------ DATA FOR THIS EXERCISE

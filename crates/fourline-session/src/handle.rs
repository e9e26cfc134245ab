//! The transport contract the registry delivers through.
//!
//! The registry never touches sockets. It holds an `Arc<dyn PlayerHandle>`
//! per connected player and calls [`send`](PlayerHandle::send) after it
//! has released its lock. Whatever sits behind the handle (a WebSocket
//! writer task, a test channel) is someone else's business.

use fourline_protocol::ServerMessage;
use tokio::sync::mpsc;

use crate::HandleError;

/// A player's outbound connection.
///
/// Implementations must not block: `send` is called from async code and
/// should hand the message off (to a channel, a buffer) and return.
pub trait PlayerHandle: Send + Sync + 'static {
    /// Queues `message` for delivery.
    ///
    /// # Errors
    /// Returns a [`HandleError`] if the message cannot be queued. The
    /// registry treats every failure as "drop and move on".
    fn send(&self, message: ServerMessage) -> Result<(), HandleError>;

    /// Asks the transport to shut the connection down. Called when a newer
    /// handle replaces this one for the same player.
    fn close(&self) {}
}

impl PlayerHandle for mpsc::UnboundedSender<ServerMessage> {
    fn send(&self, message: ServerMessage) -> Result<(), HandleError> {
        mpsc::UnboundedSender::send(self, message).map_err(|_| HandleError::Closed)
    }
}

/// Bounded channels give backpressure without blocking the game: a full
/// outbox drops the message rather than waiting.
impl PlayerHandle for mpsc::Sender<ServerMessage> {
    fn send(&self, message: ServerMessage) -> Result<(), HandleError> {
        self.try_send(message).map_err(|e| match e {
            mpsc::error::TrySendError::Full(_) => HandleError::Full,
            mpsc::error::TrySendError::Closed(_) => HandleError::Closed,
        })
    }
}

------------
------ DATA FOR THIS EXERCISE

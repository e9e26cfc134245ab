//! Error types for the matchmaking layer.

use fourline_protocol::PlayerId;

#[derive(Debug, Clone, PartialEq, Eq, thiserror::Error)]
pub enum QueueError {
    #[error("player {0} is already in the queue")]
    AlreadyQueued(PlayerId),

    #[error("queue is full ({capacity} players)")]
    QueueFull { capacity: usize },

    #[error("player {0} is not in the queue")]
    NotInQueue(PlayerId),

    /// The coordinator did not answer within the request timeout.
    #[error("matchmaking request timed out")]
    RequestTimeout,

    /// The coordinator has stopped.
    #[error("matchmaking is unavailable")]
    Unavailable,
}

------------
------ DATA FOR THIS EXERCISE

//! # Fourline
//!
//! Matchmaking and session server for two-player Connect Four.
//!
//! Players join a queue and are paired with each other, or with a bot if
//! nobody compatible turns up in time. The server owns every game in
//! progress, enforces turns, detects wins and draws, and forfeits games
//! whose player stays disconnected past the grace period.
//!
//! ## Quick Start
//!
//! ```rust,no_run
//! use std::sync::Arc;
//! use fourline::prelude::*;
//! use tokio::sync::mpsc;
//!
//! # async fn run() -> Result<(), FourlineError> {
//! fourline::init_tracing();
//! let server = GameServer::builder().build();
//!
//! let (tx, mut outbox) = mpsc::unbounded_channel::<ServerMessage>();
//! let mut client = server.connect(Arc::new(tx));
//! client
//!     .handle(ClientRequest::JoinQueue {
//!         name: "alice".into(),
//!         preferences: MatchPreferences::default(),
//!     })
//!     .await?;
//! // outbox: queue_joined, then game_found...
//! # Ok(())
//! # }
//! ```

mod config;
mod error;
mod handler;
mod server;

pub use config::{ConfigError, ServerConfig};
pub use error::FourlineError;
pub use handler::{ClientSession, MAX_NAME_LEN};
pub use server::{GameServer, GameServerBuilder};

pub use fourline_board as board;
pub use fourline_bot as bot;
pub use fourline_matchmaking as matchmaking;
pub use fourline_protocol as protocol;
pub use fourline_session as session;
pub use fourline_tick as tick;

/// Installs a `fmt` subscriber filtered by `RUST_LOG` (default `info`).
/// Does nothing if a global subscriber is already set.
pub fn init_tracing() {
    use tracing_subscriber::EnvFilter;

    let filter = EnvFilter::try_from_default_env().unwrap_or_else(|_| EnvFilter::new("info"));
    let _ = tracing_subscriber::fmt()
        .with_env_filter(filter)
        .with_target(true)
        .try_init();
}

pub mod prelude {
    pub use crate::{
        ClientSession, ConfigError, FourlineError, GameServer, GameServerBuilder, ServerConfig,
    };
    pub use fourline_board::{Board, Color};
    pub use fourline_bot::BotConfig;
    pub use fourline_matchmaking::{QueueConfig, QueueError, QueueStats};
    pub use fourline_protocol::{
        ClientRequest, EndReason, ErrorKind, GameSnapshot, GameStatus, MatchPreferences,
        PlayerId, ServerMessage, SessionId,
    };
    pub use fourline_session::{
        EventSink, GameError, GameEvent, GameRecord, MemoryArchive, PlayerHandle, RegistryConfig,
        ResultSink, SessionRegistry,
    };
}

------------

* [WHAT YOU SHOULD DO]:
Could you work out how many lines above contain the string "tokio"? Answer with the number only.

* [ANSWER SECTION]:
2